Deciphering inheritable drivers of atrial arrhythmia, from cellular microdomains in models to phenotypes in patients

Background and Aim: Atrial fibrillation (AF), the most common sustained cardiac arrhythmia, is a frequent symptom of inheritable cardiac arrhythmia syndromes. The clinical picture of AF develops due to a multitude of mechanisms which are aggravated by external factors and comorbidities, complicating explanatory research. Hence, studying inheritable drivers of atrial arrhythmia represents a valuable approach to pinpoint molecular pathomechanisms of AF. Aim of this thesis therefore was to gain knowledge on atrial arrhythmia mechanisms driven by genetic predisposition. Additionally, we set out to investigate the impact of elevated androgenic steroid concentrations as an extrinsic factor. Methods: Clinical observations were used as a basis for murine experimental study designs. Employing two murine models, one for arrhythmogenic right ventricular cardiomyopathy (ARVC) and one for familial AF, enabled us to study atrial arrhythmia mechanisms at different scale, from in vivo to ex vivo, from the living animal to ion channels in atrial cardiomyocytes.
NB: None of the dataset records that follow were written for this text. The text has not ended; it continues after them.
//! Ordered, deduplicated symbol set with first-seen insertion order.
//!
//! Order matters: shard assignment is index-based, so the universe must
//! preserve discovery order (scanner output first, then open positions).

use std::collections::HashSet;

use crate::Symbol;

/// The deduplicated, ordered set of symbols under consideration for a session.
#[derive(Clone, Debug, Default)]
pub struct SymbolUniverse {
    symbols: Vec<Symbol>,
    seen: HashSet<Symbol>,
}

impl SymbolUniverse {
    #[must_use]
    pub fn new() -> Self {
        Self::default()
    }

    /// Build a universe from concatenated scanner output, deduplicating while
    /// preserving each symbol's first occurrence.
    pub fn from_scanner_output<I, S>(symbols: I) -> Self
    where
        I: IntoIterator<Item = S>,
        S: Into<Symbol>,
    {
        let mut universe = Self::new();
        for symbol in symbols {
            universe.insert(symbol.into());
        }
        universe
    }

    /// Insert a symbol, returning `true` when it was not already present.
    pub fn insert(&mut self, symbol: Symbol) -> bool {
        if self.seen.contains(&symbol) {
            return false;
        }
        self.seen.insert(symbol.clone());
        self.symbols.push(symbol);
        true
    }

    /// Append open-position symbols not already tracked, preserving the order
    /// positions were returned. Guarantees every open position is tracked
    /// even if no scanner selected it.
    pub fn track_positions<I, S>(&mut self, positions: I) -> Vec<Symbol>
    where
        I: IntoIterator<Item = S>,
        S: Into<Symbol>,
    {
        let mut added = Vec::new();
        for symbol in positions {
            let symbol = symbol.into();
            if self.insert(symbol.clone()) {
                added.push(symbol);
            }
        }
        added
    }

    /// Keep only the symbols satisfying `keep`, preserving relative order.
    /// Used to narrow the universe to symbols with retrievable history.
    pub fn retain<F>(&mut self, mut keep: F)
    where
        F: FnMut(&str) -> bool,
    {
        self.symbols.retain(|symbol| {
            let kept = keep(symbol);
            if !kept {
                self.seen.remove(symbol);
            }
            kept
        });
    }

    #[must_use]
    pub fn contains(&self, symbol: &str) -> bool {
        self.seen.contains(symbol)
    }

    #[must_use]
    pub fn len(&self) -> usize {
        self.symbols.len()
    }

    #[must_use]
    pub fn is_empty(&self) -> bool {
        self.symbols.is_empty()
    }

    /// Position of a symbol in discovery order.
    #[must_use]
    pub fn position(&self, symbol: &str) -> Option<usize> {
        self.symbols.iter().position(|s| s == symbol)
    }

    #[must_use]
    pub fn as_slice(&self) -> &[Symbol] {
        &self.symbols
    }

    pub fn iter(&self) -> impl Iterator<Item = &Symbol> {
        self.symbols.iter()
    }
}

impl<'a> IntoIterator for &'a SymbolUniverse {
    type Item = &'a Symbol;
    type IntoIter = std::slice::Iter<'a, Symbol>;

    fn into_iter(self) -> Self::IntoIter {
        self.symbols.iter()
    }
}
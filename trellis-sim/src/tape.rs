//! Tape consumer: logs every event it receives and summarizes at the end.

use std::collections::HashMap;

use anyhow::Result;
use async_trait::async_trait;
use tracing::{debug, info};

use trellis_core::{MarketEvent, SessionId, Symbol};
use trellis_session::{ConsumerFactory, EventConsumer, ShardContext};

/// Consumer that records the tape instead of trading it. Useful for dry runs
/// and as the reference consumer in end-to-end tests.
pub struct TapeConsumer {
    session_id: SessionId,
    shard: usize,
    counts: HashMap<Symbol, u64>,
}

impl TapeConsumer {
    #[must_use]
    pub fn new(context: &ShardContext) -> Self {
        info!(
            session_id = %context.session_id,
            shard = context.shard_index,
            symbols = context.symbols.len(),
            history = context.history.len(),
            "tape consumer ready"
        );
        Self {
            session_id: context.session_id,
            shard: context.shard_index,
            counts: HashMap::new(),
        }
    }
}

#[async_trait]
impl EventConsumer for TapeConsumer {
    async fn on_event(&mut self, event: MarketEvent) -> Result<()> {
        debug!(
            shard = self.shard,
            symbol = event.symbol(),
            timestamp = %event.timestamp(),
            "tape event"
        );
        *self.counts.entry(event.symbol().to_string()).or_default() += 1;
        Ok(())
    }

    async fn on_session_end(&mut self) -> Result<()> {
        let total: u64 = self.counts.values().sum();
        info!(
            session_id = %self.session_id,
            shard = self.shard,
            symbols = self.counts.len(),
            events = total,
            "tape complete"
        );
        Ok(())
    }
}

#[derive(Default)]
pub struct TapeConsumerFactory;

impl ConsumerFactory for TapeConsumerFactory {
    fn build(&self, context: ShardContext) -> Box<dyn EventConsumer> {
        Box::new(TapeConsumer::new(&context))
    }
}
//! Live trading session orchestration.
//!
//! A session is one end-to-end run: gate on the market schedule, discover
//! the symbol universe (scanners plus open positions), prefetch history,
//! shard the universe, then drive the producer/consumer pipeline until the
//! market closes, the feed ends, or the operator interrupts.

use std::sync::Arc;

use chrono::Utc;
use thiserror::Error;
use tracing::{info, warn};
use uuid::Uuid;

use trellis_broker::{
    BrokerError, FeedConnector, HistoricalData, MarketCalendar, MarketScreen, PositionClient,
};
use trellis_config::{AppConfig, ConfigValidationError};
use trellis_core::{SessionId, ShardError, ShardPlan, SymbolUniverse};
use trellis_scanners::{ScannerError, ScannerRegistry};

mod gate;
mod pipeline;
mod prefetch;
mod shutdown;
mod window;

pub use gate::{GateOutcome, ReadinessGate};
pub use pipeline::{
    run_pipeline, ConsumerFactory, EventConsumer, PipelineReport, PipelineSettings, ShardContext,
};
pub use prefetch::{prefetch_history, HistoricalBuffer};
pub use shutdown::ShutdownSignal;
pub use window::resolve_window;

/// Failures that abort a session before or during setup. Child-task failures
/// inside the pipeline are not represented here; they end up in the
/// [`PipelineReport`] instead.
#[derive(Debug, Error)]
pub enum SessionError {
    #[error(transparent)]
    Broker(#[from] BrokerError),
    #[error(transparent)]
    Scanner(#[from] ScannerError),
    #[error(transparent)]
    Shard(#[from] ShardError),
    #[error(transparent)]
    Config(#[from] ConfigValidationError),
}

/// How a session run ended.
#[derive(Debug)]
pub enum SessionOutcome {
    /// Today is not a trading day; nothing was spawned.
    NotToday,
    /// The market had already closed when the run started.
    MarketClosed,
    /// Interrupted while waiting for the market to open.
    Interrupted,
    /// Discovery produced no tradable symbols with history.
    EmptyUniverse,
    /// The pipeline ran; the report says how it went.
    Completed(PipelineReport),
}

/// Owns the collaborators for one or more session runs and executes the
/// orchestration sequence.
pub struct SessionRunner {
    calendar: Arc<dyn MarketCalendar>,
    positions: Arc<dyn PositionClient>,
    history: Arc<dyn HistoricalData>,
    screen: Arc<dyn MarketScreen>,
    feed: Arc<dyn FeedConnector>,
    registry: ScannerRegistry,
    consumers: Arc<dyn ConsumerFactory>,
}

impl SessionRunner {
    #[allow(clippy::too_many_arguments)]
    pub fn new(
        calendar: Arc<dyn MarketCalendar>,
        positions: Arc<dyn PositionClient>,
        history: Arc<dyn HistoricalData>,
        screen: Arc<dyn MarketScreen>,
        feed: Arc<dyn FeedConnector>,
        registry: ScannerRegistry,
        consumers: Arc<dyn ConsumerFactory>,
    ) -> Self {
        Self {
            calendar,
            positions,
            history,
            screen,
            feed,
            registry,
            consumers,
        }
    }

    /// Run one full session. Setup failures return an error; everything after
    /// the pipeline starts is absorbed into the returned outcome.
    pub async fn run(
        &self,
        config: &AppConfig,
        shutdown: ShutdownSignal,
    ) -> Result<SessionOutcome, SessionError> {
        config.validate()?;
        let session_id: SessionId = Uuid::new_v4();
        info!(
            version = env!("CARGO_PKG_VERSION"),
            %session_id,
            scanners = config.scanners.len(),
            strategies = config.strategies.len(),
            consumer_ratio = config.session.consumer_ratio,
            max_symbols = config.session.max_symbols,
            "session starting"
        );

        let gate = ReadinessGate::new(shutdown.clone(), config.bypass_market_schedule);
        let window = match gate
            .wait_until_open(self.calendar.as_ref(), Utc::now())
            .await?
        {
            GateOutcome::Ready(window) => window,
            GateOutcome::NotToday => {
                info!("not a trading day, session over");
                return Ok(SessionOutcome::NotToday);
            }
            GateOutcome::MarketClosed(window) => {
                info!(close = %window.close, "market already closed, session over");
                return Ok(SessionOutcome::MarketClosed);
            }
            GateOutcome::Interrupted => {
                info!("interrupted before the open, session over");
                return Ok(SessionOutcome::Interrupted);
            }
        };

        let mut universe = self.discover_universe(config).await?;

        let buffer = prefetch_history(
            self.history.as_ref(),
            &mut universe,
            config.session.max_symbols,
            config.session.history_lookback,
        )
        .await?;
        if universe.is_empty() {
            warn!("no tradable symbols with history, session over");
            return Ok(SessionOutcome::EmptyUniverse);
        }

        let plan = ShardPlan::build(&universe, config.session.consumer_ratio)?;
        info!(
            symbols = universe.len(),
            shards = plan.shard_count(),
            ratio = plan.ratio(),
            "shard plan built"
        );

        let stream = self.feed.connect(universe.as_slice()).await?;
        let settings = PipelineSettings {
            queue_depth: config.session.queue_depth,
            shutdown_grace: std::time::Duration::from_secs(config.session.shutdown_grace_secs),
        };
        let report = run_pipeline(
            session_id,
            &plan,
            &window,
            &buffer,
            stream,
            self.consumers.as_ref(),
            &settings,
            shutdown,
        )
        .await;

        info!(
            %session_id,
            routed = report.events_routed,
            dropped = report.events_dropped,
            consumed = report.events_consumed,
            consumer_failures = report.consumer_failures,
            producer_failed = report.producer_failed,
            "session run completed"
        );
        Ok(SessionOutcome::Completed(report))
    }

    /// Run the configured scanners and merge in open positions. This is the
    /// universe before the history filter narrows it.
    pub async fn discover_universe(
        &self,
        config: &AppConfig,
    ) -> Result<SymbolUniverse, SessionError> {
        let candidates = self
            .registry
            .run_all(&config.scanners, self.screen.clone())
            .await?;
        let mut universe = SymbolUniverse::from_scanner_output(candidates);
        info!(candidates = universe.len(), "scanners selected universe");

        let positions = self.positions.list_positions().await?;
        if positions.is_empty() {
            info!("no open positions");
        } else {
            let added = universe.track_positions(positions.into_iter().map(|p| p.symbol));
            info!(
                tracked = added.len(),
                "open positions folded into universe"
            );
        }
        Ok(universe)
    }
}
Effects of the mutations and interventions on atrial structure, function and electrophysiology were revealed by a variety of methods, including echocardiography, electrocardiograms (ECGs), optical mapping, monophasic action potential recordings, histology, RNA sequencing and super-resolution microscopy. Moreover, atrial involvement in human ARVC was studied in digital patient ECGs. Results and Conclusions: Atrial arrhythmias are a common clinical feature of ARVC and are accompanied by impaired conduction, observed in both, patients and the murine model. Vulnerable desmosomes and increased concentrations of androgenic steroids jointly impair atrial conduction and cardiac sodium current. The studied point mutation of the cardiac sodium channel alpha-subunit Nav1.5, associated with familial AF, leads to a gain-of-function and atria show a blunted response to the clinically used sodium channel blocker flecainide. Our findings underline that murine models represent a valuable tool to decipher drivers of atrial arrhythmia seen in patients.